_TASK TO COMPLETE_. The records sit below. Return every line in them that holds the word "Option".

[DATA IN THIS EXERCISE]

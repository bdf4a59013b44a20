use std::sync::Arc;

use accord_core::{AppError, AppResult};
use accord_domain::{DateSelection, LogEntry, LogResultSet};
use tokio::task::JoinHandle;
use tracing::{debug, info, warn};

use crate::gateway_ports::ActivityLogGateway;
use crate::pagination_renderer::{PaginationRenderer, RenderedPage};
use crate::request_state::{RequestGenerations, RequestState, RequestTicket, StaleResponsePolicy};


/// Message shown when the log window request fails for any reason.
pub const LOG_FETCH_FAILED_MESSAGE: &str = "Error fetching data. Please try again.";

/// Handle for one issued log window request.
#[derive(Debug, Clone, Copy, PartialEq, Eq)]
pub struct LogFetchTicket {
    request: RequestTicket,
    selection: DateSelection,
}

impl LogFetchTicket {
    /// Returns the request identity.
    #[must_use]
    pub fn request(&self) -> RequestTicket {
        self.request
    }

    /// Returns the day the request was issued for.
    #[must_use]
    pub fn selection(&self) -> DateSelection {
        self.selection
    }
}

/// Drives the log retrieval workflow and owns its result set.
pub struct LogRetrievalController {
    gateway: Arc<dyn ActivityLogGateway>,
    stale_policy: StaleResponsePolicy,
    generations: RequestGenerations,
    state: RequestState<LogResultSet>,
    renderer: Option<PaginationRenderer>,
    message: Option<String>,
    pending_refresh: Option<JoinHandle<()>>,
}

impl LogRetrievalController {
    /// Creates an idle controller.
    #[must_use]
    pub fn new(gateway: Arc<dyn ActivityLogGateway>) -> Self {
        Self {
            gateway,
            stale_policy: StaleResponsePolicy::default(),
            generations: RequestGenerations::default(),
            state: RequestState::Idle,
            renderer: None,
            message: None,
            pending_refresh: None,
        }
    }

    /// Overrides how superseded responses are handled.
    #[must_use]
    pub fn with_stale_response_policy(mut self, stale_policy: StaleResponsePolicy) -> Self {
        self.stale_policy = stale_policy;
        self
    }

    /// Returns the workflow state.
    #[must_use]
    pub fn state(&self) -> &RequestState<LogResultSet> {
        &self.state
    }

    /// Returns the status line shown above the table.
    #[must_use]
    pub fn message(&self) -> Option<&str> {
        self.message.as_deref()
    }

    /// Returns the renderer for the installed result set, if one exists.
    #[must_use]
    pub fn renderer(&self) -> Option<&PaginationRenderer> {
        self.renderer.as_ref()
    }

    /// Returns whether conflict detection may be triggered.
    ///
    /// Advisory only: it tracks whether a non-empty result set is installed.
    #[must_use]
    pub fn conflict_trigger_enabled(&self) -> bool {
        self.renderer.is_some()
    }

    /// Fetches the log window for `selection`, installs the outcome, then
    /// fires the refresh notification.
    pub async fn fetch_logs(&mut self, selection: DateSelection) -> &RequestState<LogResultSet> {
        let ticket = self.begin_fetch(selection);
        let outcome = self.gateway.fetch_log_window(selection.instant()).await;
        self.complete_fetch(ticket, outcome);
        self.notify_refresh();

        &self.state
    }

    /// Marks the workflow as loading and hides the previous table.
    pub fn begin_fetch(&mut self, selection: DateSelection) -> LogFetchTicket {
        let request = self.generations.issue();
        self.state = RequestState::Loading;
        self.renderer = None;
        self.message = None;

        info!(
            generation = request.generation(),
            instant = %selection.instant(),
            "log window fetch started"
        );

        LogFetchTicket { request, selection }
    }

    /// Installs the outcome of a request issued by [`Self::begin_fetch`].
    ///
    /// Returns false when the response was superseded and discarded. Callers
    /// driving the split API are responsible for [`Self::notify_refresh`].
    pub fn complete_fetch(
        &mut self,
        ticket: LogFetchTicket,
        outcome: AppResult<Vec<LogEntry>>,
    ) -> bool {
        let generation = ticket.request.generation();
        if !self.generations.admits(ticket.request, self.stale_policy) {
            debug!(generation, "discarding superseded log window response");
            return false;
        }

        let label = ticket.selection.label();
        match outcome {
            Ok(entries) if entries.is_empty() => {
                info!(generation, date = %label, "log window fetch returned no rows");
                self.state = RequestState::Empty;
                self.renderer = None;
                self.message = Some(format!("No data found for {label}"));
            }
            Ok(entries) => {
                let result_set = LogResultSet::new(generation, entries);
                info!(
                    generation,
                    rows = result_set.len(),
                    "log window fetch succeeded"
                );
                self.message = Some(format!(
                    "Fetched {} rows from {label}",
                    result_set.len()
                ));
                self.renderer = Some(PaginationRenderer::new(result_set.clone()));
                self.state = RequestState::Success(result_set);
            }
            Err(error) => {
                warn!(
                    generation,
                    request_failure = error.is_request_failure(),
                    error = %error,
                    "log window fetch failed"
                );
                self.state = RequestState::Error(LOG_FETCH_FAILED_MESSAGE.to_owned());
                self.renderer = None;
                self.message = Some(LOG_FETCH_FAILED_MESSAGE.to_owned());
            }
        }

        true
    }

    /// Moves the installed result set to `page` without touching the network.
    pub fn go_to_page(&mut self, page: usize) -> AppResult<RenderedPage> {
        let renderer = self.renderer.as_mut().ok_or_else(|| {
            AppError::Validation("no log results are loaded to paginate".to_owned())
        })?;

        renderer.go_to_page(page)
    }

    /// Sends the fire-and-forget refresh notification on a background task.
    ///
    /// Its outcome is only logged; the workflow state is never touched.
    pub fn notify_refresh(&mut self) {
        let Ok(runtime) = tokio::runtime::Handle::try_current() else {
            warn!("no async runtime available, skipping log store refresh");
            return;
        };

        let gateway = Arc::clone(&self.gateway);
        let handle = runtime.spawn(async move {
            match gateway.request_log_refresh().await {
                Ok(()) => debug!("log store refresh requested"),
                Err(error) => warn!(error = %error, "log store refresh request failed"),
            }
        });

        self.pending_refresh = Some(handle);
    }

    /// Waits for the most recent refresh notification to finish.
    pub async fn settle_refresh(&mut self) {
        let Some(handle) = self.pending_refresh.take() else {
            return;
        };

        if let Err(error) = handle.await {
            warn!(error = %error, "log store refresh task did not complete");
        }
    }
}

[/DATA IN THIS EXERCISE]

_ANSWER TO THE PROBLEM_.
    renderer: Option<PaginationRenderer>,
    message: Option<String>,
    pending_refresh: Option<JoinHandle<()>>,
    pub fn message(&self) -> Option<&str> {
    pub fn renderer(&self) -> Option<&PaginationRenderer> {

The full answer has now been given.